Estaban el tabernero pluriempleado, padre joven, que me daba consejos para conservar un empleo al que yo ya había decidido renunciar lo antes posible tras jurar odio eterno a los mayoristas de largas distancias; su colega de enfrente, que alguna vez me pidió que lo acompañara a casa, dos manzanas más allá, porque le daba miedo ir solo con el dinero de la caja aunque llevaba un cuchillo enorme envuelto en papel de estraza; el grupo de barrenderos que esperaban el cambio de turno y temían al metano de los vertederos porque habían asistido a una combustión espontánea; la casi anciana que llevaba en la cartera una fotografía de la tumba de Marx pero prefería a Bakunin; el motorista que empujaba la máquina recitando en latín y griego por los callejones cuando iba bebido porque había pasado por un seminario; el emigrante retornado que había trabajado con los verdes alemanes; los ludópatas fumadores de hachís del rincón más profundo de un local de techos muy altos en un edificio con mirador de muros torcidos; el zapatero obeso, convencido de la decadencia de todo, que se planteaba adelgazar porque no cabía en su local; la cuadrilla de recaudadoras de tragaperras, salvajes como sus contadores a manivela; la camarera con trofeos deportivos; los albañiles risueños con monos enyesados que parecían mimos idénticos y cantaban montañesas; los amantes cautivos de un horario estricto, el soldador mago, los expertos de todo tipo, que casi siempre lo eran de verdad (en quinielas, nudos, tornillos, mujeres, hombres, boxeo…); una mujer que todos los días preguntaba si alguien había visto a su hijo yonqui o al menos al otro; las locas del club de alterne que pasaban cargadas con bolsas de hielo, el carpintero que temía los nudos de la madera, la regadora de geranios y paseantes… y la inmensa mayoría cuyas peculiaridades eran inabarcables, invisibles o inefables.

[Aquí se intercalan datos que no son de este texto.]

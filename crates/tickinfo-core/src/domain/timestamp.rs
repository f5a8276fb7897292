use std::fmt::{Display, Formatter};

use serde::de::Error as DeError;
use serde::ser::Error as SerError;
use serde::{Deserialize, Deserializer, Serialize, Serializer};
use time::format_description::well_known::Rfc3339;
use time::{Duration, OffsetDateTime, UtcOffset};

use crate::ValidationError;

/// Instant stored in cache entries; always UTC and rendered as RFC3339 with `Z`.
#[derive(Debug, Clone, Copy, PartialEq, Eq, PartialOrd, Ord, Hash)]
pub struct UtcDateTime(OffsetDateTime);

impl UtcDateTime {
    pub fn now() -> Self {
        Self(OffsetDateTime::now_utc())
    }

    /// Parses RFC3339 text. Only the UTC offset is accepted so that stored
    /// entries compare without conversion.
    pub fn parse(input: &str) -> Result<Self, ValidationError> {
        let not_utc = || ValidationError::TimestampNotUtc {
            value: input.to_owned(),
        };
        let parsed = OffsetDateTime::parse(input, &Rfc3339).map_err(|_| not_utc())?;
        if parsed.offset() != UtcOffset::UTC {
            return Err(not_utc());
        }
        Ok(Self(parsed))
    }

    /// Shifts the timestamp, clamping at the representable range.
    pub fn saturating_add(self, offset: Duration) -> Self {
        Self(self.0.saturating_add(offset))
    }

    pub fn saturating_sub(self, offset: Duration) -> Self {
        Self(self.0.saturating_sub(offset))
    }

    /// Time elapsed between `self` and `now`; negative when `self` is in the future.
    pub fn age_at(self, now: Self) -> Duration {
        now.0 - self.0
    }

    pub fn year(self) -> i32 {
        self.0.year()
    }

    pub fn to_rfc3339(self) -> Result<String, time::error::Format> {
        self.0.format(&Rfc3339)
    }
}

impl From<OffsetDateTime> for UtcDateTime {
    fn from(value: OffsetDateTime) -> Self {
        Self(value.to_offset(UtcOffset::UTC))
    }
}

impl Display for UtcDateTime {
    fn fmt(&self, f: &mut Formatter<'_>) -> std::fmt::Result {
        let rendered = self.to_rfc3339().map_err(|_| std::fmt::Error)?;
        f.write_str(&rendered)
    }
}

impl Serialize for UtcDateTime {
    fn serialize<S>(&self, serializer: S) -> Result<S::Ok, S::Error>
    where
        S: Serializer,
    {
        let rendered = self.to_rfc3339().map_err(S::Error::custom)?;
        serializer.serialize_str(&rendered)
    }
}

impl<'de> Deserialize<'de> for UtcDateTime {
    fn deserialize<D>(deserializer: D) -> Result<Self, D::Error>
    where
        D: Deserializer<'de>,
    {
        let raw = String::deserialize(deserializer)?;
        Self::parse(&raw).map_err(D::Error::custom)
    }
}
//! Decides which requested fields are still unknown.

use crate::{FieldSet, Record};

/// Fields of `requested` that `record` does not resolve.
///
/// With no record everything is missing; otherwise a field is missing when it
/// is absent from the record or present as `null`.
pub fn missing_fields(record: Option<&Record>, requested: &FieldSet) -> FieldSet {
    match record {
        None => requested.clone(),
        Some(record) => requested
            .iter()
            .filter(|field| !record.is_resolved(*field))
            .collect(),
    }
}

No tiene ningún mérito entender ahora que aquel territorio de fronteras cruzadas empezaba a deslizarse por las dunas de la limpieza social y la gentrificación. Pero creo poder afirmar que la mayoría de aquellas personas tenía conciencia clara de su presente y su pasado: en ellos se basaban para contestar las preguntas sobre el futuro y buscar consuelo en el recuerdo de una solidaridad que iba siendo abandonada ante una ciudad dispuesta a tomar al asalto los vestigios populares que la historia dejó en su periferia interior.

Expresaban con clarividencia su comprensión o intuición de la correlación de fuerzas (después de las transiciones y reconversiones) que les hacía presentir la futilidad de la resistencia, pese a lo cual, años después, muchos han actuado como siempre esperaron de sí mismos, aunque, hasta ahora, solo han podido confirmar el desprecio de las mayorías imaginadas e instituidas, rabiosamente coincidentes, de la ciudad cuya geografía especuladora asfixia su territorio desde el sur del cerro que los encierra.

Acabó aquel verano y la calle, el barrio, los bares, la gente de lo que tomé prestado como un laberinto lúdico y triste a la vez, se alejaron en el panorama como un paisaje se aleja de un tren.

Junto a las escalinatas de rellanos tendidos han instalado rampas y escaleras mecánicas. No buscan mejorar las ruinas, sino preparar el entorno para el asalto inmobiliario siguiendo el dogma del consumo de espacio urbano (un paraíso protegido por ángeles furiosos) que la realidad del mundo hace parecer cada día menos alcanzable salvo para los alucinados del blindaje, lo insostenible y la segregación.

Ya en los tiempos de mi relato, la gente joven pensaba en largarse y la de más edad esperaba no tener que hacerlo. La minoría restante trató y trata de resistir.